TO DO:
Your task is to gather the lines below that hold the string "Engineer".

Stored items
☆ ☆ ☆
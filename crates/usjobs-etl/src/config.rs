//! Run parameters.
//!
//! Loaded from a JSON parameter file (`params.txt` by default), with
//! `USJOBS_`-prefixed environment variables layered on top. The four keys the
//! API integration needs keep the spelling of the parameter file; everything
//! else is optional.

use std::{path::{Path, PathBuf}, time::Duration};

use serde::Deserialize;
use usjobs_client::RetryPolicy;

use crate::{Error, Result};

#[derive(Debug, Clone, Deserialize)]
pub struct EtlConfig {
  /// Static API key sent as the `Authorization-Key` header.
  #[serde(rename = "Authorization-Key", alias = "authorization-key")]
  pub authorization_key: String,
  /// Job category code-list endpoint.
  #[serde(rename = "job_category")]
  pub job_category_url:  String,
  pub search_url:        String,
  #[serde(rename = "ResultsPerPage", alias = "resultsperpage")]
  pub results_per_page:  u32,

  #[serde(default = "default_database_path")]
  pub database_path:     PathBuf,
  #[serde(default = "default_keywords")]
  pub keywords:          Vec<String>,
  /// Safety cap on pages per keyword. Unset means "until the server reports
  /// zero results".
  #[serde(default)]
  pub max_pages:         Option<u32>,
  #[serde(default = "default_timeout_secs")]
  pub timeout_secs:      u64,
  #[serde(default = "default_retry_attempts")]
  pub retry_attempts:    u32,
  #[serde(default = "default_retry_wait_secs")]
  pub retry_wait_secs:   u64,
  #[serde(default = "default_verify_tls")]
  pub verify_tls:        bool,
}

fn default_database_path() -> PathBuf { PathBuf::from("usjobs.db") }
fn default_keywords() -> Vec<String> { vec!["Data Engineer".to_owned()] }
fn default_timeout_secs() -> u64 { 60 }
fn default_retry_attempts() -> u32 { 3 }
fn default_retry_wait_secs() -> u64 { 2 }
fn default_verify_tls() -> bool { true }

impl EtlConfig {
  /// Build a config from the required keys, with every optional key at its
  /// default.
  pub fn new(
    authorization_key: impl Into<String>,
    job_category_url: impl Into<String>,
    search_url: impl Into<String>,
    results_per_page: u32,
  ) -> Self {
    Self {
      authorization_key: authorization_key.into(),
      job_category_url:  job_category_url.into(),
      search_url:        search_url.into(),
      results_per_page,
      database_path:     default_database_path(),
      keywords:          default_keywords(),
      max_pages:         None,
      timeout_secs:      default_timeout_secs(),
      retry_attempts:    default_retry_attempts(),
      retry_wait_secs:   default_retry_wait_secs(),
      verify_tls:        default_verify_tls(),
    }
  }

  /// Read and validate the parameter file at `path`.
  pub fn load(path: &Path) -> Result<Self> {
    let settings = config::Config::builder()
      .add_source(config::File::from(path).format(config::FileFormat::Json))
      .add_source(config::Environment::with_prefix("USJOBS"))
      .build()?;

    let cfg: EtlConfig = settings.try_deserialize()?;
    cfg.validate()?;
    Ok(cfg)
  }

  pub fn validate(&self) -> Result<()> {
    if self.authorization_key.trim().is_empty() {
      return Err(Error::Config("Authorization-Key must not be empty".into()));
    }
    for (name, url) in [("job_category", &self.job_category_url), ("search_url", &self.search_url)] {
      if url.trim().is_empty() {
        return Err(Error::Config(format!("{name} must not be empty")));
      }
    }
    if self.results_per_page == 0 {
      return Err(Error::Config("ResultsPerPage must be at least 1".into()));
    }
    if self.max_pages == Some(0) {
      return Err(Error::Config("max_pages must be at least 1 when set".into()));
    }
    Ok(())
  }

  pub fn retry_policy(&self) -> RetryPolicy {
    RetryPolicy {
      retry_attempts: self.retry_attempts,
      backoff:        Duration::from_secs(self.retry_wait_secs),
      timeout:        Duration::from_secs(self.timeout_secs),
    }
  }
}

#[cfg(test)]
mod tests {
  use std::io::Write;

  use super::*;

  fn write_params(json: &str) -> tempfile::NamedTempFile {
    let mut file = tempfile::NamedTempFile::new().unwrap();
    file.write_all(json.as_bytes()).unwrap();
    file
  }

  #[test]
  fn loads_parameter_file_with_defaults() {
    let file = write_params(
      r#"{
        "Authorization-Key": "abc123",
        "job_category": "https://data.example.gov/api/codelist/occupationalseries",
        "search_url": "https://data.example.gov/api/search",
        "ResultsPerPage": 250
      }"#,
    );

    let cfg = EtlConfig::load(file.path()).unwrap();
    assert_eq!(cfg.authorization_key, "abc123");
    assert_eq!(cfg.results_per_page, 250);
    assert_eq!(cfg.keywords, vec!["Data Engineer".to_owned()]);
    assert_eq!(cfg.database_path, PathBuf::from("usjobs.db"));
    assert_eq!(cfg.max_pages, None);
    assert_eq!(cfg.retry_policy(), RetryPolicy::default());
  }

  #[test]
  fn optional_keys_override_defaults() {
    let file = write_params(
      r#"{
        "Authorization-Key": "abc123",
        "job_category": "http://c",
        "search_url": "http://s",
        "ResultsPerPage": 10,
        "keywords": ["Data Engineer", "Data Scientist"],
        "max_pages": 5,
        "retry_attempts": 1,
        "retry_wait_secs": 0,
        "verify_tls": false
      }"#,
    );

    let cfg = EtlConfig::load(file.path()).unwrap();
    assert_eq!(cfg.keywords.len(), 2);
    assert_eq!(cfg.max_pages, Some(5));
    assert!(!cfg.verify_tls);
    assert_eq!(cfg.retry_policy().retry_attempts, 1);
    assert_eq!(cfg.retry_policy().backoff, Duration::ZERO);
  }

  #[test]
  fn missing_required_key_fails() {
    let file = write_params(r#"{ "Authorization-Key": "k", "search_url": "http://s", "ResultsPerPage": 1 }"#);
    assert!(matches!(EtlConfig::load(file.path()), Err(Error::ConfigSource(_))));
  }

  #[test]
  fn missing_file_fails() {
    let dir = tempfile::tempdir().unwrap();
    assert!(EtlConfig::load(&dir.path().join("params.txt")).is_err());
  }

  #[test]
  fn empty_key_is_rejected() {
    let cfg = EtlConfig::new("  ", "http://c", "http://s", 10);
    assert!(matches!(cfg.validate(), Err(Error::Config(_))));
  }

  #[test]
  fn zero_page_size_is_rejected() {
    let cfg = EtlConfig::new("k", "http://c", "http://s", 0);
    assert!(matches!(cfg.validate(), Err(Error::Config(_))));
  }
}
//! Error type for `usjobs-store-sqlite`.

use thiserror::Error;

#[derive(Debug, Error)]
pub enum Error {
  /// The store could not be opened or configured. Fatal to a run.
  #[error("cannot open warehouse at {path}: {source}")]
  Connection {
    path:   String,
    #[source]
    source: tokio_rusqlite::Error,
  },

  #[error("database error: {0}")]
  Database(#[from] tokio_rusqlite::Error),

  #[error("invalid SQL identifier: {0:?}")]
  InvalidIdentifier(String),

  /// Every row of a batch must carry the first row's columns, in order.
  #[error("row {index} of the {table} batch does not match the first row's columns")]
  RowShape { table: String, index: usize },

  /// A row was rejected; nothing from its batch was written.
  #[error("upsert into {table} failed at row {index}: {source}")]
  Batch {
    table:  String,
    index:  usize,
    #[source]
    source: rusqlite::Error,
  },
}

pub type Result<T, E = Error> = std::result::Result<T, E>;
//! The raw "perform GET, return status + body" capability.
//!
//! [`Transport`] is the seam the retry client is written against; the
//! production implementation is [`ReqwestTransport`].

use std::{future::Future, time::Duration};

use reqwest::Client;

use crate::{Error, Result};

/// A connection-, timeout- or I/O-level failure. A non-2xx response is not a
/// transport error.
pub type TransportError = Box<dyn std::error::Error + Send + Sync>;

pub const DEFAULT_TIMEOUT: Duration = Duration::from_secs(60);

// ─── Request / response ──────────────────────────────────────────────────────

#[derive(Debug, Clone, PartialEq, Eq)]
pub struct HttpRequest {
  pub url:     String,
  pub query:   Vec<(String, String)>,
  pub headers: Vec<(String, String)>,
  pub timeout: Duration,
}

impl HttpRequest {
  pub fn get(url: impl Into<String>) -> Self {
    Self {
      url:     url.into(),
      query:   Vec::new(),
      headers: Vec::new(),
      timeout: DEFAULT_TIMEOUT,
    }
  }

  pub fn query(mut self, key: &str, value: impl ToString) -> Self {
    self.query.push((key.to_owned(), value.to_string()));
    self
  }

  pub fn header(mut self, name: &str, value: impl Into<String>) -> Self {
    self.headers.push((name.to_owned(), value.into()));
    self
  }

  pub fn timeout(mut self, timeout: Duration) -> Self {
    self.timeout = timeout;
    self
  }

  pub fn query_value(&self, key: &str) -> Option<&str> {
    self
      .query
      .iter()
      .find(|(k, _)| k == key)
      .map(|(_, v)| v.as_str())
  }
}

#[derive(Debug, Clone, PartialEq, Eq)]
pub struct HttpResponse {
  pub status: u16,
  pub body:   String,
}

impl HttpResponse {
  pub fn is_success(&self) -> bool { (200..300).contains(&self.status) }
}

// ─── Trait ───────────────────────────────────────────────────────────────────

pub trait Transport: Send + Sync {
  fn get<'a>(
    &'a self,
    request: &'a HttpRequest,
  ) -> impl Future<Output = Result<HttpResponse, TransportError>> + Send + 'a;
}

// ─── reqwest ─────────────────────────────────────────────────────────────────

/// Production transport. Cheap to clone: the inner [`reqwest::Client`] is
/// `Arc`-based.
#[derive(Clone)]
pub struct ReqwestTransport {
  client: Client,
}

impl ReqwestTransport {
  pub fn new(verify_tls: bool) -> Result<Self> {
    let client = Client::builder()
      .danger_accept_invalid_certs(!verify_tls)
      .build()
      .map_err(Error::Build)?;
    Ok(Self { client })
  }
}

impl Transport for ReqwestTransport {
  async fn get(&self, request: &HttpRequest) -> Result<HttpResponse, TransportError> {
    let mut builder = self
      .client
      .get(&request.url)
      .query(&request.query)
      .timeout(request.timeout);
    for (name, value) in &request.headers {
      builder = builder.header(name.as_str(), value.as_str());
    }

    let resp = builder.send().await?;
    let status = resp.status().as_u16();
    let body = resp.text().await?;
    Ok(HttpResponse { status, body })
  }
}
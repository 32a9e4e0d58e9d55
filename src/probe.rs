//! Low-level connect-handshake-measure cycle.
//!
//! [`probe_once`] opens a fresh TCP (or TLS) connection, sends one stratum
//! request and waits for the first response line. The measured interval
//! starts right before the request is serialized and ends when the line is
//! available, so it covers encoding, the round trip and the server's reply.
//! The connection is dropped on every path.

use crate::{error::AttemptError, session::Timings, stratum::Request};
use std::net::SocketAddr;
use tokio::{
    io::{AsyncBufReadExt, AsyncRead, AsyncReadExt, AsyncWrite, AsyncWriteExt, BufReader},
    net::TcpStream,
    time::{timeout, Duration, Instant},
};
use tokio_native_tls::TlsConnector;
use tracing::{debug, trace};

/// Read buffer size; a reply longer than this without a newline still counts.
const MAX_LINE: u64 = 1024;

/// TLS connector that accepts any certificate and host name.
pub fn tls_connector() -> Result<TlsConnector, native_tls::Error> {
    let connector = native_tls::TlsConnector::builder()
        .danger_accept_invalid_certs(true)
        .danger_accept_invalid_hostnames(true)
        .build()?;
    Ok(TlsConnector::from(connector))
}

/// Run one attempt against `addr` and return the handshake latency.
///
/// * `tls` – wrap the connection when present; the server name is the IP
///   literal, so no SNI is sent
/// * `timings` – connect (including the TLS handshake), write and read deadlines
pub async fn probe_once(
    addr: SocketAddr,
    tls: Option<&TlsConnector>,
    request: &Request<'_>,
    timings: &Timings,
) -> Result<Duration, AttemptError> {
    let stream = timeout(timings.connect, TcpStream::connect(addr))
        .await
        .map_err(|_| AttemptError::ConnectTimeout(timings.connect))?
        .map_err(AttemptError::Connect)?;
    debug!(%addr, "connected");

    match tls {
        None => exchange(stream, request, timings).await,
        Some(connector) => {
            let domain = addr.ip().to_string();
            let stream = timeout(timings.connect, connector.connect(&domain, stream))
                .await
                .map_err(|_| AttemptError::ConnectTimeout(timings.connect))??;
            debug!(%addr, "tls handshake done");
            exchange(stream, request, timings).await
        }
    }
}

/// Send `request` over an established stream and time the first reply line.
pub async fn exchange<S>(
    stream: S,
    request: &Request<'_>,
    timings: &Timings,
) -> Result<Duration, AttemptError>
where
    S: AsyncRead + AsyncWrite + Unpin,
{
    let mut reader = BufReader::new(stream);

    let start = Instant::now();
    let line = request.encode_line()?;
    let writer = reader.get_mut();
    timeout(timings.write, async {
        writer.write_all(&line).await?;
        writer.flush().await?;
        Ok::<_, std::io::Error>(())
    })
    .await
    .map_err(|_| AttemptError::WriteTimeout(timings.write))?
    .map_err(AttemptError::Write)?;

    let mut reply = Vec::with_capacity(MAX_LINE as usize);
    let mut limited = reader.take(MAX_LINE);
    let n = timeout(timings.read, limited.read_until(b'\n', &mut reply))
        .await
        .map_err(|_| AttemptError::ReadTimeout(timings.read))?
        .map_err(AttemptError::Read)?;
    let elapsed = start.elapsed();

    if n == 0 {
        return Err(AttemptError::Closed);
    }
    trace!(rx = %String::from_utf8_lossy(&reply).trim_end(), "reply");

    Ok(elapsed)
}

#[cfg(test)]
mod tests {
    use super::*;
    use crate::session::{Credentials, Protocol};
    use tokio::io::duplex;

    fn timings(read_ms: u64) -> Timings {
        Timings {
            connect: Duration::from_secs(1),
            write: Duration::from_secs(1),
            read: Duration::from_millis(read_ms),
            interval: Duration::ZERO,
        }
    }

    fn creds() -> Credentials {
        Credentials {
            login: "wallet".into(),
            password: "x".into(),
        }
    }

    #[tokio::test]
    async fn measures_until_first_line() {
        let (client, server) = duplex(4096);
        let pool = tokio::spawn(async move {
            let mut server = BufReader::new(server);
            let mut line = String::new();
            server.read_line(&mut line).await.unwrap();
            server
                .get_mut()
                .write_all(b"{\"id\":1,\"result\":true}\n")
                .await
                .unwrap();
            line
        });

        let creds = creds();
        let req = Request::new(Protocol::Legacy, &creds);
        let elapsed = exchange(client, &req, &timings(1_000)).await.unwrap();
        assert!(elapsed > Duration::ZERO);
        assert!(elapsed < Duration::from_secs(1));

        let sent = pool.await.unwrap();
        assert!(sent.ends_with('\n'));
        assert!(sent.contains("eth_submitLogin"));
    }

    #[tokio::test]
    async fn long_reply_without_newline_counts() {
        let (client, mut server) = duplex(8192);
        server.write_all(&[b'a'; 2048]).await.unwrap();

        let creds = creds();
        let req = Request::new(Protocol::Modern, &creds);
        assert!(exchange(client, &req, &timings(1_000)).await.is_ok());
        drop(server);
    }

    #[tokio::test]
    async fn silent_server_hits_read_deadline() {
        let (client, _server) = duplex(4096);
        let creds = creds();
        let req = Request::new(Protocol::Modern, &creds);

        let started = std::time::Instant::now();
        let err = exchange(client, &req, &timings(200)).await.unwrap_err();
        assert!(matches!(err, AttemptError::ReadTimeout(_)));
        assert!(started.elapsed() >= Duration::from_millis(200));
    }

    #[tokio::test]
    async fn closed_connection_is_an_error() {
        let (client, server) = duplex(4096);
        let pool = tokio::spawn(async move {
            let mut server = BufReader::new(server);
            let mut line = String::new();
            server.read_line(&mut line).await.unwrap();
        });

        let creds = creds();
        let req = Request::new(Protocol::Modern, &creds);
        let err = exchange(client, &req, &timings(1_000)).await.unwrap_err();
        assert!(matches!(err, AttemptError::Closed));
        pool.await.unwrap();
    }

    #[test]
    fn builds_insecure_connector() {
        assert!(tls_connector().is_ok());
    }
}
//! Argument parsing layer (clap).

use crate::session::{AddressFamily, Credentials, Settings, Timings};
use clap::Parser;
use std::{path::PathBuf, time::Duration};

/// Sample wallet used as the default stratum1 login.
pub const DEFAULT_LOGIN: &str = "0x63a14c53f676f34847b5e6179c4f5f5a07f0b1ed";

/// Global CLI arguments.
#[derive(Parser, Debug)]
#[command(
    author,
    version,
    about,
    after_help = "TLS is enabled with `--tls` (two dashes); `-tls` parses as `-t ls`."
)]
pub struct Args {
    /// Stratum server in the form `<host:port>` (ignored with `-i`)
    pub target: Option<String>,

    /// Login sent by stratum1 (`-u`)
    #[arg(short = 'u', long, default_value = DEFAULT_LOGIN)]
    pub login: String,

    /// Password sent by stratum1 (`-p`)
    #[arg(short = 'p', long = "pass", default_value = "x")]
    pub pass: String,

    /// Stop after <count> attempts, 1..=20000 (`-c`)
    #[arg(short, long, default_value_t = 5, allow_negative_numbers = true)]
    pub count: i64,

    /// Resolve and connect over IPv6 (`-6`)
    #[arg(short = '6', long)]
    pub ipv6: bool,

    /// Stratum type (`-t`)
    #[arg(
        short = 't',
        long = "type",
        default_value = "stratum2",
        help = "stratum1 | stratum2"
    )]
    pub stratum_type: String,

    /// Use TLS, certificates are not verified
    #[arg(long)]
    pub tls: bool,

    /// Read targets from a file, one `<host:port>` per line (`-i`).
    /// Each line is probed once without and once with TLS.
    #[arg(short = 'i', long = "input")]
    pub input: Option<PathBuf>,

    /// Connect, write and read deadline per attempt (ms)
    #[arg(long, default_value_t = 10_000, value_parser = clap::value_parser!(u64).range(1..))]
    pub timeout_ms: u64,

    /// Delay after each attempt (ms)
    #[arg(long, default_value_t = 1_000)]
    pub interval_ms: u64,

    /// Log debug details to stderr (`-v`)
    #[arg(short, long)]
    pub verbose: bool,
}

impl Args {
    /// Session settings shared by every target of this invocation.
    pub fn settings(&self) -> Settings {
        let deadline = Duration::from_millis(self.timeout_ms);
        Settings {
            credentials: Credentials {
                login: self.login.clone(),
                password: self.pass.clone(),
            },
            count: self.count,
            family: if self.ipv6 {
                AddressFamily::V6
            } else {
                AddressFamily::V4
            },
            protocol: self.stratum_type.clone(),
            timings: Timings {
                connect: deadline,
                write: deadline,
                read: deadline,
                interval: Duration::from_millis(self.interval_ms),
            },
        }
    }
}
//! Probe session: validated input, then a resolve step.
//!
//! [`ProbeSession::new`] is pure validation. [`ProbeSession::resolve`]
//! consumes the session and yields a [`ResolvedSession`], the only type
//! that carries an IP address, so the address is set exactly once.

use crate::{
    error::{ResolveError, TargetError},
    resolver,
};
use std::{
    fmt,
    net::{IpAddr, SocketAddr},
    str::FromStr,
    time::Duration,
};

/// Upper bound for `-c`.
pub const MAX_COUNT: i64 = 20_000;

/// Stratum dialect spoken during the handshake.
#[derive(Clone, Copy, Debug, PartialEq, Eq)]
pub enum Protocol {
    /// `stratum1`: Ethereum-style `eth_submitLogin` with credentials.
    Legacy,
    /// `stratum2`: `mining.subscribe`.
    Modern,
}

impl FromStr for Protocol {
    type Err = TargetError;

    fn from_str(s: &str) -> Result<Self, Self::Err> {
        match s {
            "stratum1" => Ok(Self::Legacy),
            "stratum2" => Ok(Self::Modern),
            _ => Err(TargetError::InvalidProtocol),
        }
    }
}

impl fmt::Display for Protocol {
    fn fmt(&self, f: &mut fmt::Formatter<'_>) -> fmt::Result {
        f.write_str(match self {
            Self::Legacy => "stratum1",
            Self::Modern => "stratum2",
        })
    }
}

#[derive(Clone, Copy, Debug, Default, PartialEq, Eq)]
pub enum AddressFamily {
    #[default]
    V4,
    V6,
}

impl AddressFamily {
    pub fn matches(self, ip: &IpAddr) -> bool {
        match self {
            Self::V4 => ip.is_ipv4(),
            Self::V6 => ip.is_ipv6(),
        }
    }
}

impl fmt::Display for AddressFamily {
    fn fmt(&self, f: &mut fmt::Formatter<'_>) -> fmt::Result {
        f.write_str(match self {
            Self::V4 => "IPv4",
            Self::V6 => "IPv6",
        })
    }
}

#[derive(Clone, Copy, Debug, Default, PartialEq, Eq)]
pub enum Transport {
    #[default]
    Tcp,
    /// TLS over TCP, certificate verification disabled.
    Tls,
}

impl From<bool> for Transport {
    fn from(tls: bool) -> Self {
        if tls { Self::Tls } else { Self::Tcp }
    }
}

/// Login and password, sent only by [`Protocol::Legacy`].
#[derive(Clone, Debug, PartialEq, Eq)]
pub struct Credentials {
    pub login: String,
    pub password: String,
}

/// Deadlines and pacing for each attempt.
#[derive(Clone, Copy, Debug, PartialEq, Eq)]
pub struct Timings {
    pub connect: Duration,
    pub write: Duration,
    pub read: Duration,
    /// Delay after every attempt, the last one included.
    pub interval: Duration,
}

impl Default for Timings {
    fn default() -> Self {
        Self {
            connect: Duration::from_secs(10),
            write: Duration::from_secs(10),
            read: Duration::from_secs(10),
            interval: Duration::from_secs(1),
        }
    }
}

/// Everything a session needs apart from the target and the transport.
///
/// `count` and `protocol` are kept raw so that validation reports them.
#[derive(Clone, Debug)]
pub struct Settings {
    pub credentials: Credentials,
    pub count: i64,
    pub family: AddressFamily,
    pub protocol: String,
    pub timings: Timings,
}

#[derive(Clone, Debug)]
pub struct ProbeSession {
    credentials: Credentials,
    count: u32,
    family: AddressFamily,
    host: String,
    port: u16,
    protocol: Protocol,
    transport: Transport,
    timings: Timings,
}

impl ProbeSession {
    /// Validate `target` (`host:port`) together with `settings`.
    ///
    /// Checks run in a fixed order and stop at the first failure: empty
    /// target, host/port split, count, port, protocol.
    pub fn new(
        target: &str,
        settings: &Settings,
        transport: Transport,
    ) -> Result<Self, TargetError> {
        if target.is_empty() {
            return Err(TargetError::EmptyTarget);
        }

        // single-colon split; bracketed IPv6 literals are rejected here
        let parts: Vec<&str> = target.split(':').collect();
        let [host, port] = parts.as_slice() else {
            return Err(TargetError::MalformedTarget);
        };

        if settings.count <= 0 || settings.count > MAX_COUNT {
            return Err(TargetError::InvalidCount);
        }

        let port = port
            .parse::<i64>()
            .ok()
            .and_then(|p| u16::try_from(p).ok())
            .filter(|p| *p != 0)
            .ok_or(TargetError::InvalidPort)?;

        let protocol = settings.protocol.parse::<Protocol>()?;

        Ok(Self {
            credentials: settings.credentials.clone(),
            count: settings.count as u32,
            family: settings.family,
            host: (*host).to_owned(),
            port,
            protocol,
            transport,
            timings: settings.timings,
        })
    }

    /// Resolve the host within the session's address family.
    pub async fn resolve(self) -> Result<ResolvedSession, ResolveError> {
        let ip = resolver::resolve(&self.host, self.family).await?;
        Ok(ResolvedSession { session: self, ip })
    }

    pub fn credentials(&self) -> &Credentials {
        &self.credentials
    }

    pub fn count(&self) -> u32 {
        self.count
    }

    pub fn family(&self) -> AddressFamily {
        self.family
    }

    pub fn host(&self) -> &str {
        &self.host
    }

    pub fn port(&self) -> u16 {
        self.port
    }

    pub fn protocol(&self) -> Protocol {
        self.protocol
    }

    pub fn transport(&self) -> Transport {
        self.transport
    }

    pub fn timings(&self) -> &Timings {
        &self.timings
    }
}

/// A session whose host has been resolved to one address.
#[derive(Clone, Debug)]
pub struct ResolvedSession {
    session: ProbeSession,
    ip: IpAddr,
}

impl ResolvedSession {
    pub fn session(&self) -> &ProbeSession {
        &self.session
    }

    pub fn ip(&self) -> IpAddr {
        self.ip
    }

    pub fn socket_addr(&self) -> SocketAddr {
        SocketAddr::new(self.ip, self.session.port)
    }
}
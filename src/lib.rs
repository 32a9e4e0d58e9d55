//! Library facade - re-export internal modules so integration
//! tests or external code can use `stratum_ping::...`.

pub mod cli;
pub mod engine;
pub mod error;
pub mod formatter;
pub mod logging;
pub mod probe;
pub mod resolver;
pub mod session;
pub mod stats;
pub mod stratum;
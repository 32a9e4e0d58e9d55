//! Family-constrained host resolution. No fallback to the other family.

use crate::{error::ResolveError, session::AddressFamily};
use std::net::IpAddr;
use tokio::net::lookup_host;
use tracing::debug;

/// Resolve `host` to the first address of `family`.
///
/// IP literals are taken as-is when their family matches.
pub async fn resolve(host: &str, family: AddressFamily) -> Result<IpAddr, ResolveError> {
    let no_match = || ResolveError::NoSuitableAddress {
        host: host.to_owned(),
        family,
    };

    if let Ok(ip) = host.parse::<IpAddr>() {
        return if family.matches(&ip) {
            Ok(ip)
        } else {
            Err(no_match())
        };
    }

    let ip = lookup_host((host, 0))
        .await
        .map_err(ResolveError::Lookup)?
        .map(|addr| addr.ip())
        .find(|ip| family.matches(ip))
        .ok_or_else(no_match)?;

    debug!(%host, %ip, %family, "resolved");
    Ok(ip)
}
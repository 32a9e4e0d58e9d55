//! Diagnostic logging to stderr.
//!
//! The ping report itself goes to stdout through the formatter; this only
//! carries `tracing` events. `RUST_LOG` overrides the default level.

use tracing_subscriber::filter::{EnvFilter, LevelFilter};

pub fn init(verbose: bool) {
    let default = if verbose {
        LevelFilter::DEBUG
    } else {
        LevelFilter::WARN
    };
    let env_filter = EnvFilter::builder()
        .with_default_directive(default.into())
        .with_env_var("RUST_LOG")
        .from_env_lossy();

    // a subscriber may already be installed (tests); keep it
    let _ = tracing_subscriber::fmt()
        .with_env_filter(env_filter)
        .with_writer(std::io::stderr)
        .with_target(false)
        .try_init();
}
☆ ☆ ☆
EXERCISE SOLUTION:
fn default_keywords() -> Vec<String> { vec!["Data Engineer".to_owned()] }
    assert_eq!(cfg.keywords, vec!["Data Engineer".to_owned()]);
        "keywords": ["Data Engineer", "Data Scientist"],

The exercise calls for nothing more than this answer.